_Stored items_:
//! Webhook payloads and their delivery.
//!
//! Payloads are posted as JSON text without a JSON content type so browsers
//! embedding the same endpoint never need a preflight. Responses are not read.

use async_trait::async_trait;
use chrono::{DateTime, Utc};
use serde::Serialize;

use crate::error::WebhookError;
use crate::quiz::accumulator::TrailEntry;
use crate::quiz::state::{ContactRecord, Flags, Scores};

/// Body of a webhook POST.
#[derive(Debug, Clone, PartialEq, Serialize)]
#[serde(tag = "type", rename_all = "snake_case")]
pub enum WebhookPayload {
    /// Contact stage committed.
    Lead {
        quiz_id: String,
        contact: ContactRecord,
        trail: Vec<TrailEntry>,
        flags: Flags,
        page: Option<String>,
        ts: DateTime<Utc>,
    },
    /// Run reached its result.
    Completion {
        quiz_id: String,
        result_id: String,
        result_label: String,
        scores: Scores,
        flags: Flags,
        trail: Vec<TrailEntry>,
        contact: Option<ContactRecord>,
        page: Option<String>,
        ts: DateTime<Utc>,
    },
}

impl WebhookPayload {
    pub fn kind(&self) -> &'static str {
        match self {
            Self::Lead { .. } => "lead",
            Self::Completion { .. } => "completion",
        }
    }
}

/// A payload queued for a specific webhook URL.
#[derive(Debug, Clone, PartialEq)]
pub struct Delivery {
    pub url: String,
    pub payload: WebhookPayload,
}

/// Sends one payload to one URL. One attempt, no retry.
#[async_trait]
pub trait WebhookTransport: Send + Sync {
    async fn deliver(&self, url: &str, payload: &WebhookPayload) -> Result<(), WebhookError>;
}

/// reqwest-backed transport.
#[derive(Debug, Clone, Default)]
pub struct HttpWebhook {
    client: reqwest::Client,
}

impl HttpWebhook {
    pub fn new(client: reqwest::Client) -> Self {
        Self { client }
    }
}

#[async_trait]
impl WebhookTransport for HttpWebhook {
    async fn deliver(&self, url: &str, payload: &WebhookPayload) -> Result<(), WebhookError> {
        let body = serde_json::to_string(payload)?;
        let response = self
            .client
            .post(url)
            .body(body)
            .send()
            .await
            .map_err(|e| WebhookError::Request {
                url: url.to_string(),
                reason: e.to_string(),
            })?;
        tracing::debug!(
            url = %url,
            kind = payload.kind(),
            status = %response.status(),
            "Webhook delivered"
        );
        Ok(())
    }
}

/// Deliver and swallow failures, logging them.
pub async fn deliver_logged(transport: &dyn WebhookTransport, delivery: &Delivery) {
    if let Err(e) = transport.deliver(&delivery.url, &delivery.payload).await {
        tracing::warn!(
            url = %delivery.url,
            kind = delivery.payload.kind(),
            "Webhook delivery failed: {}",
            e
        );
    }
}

_PROBLEM_: Provide the number of lines in the records above containing the string "Scores", and write nothing more.

_TASK RESPONSE_: 2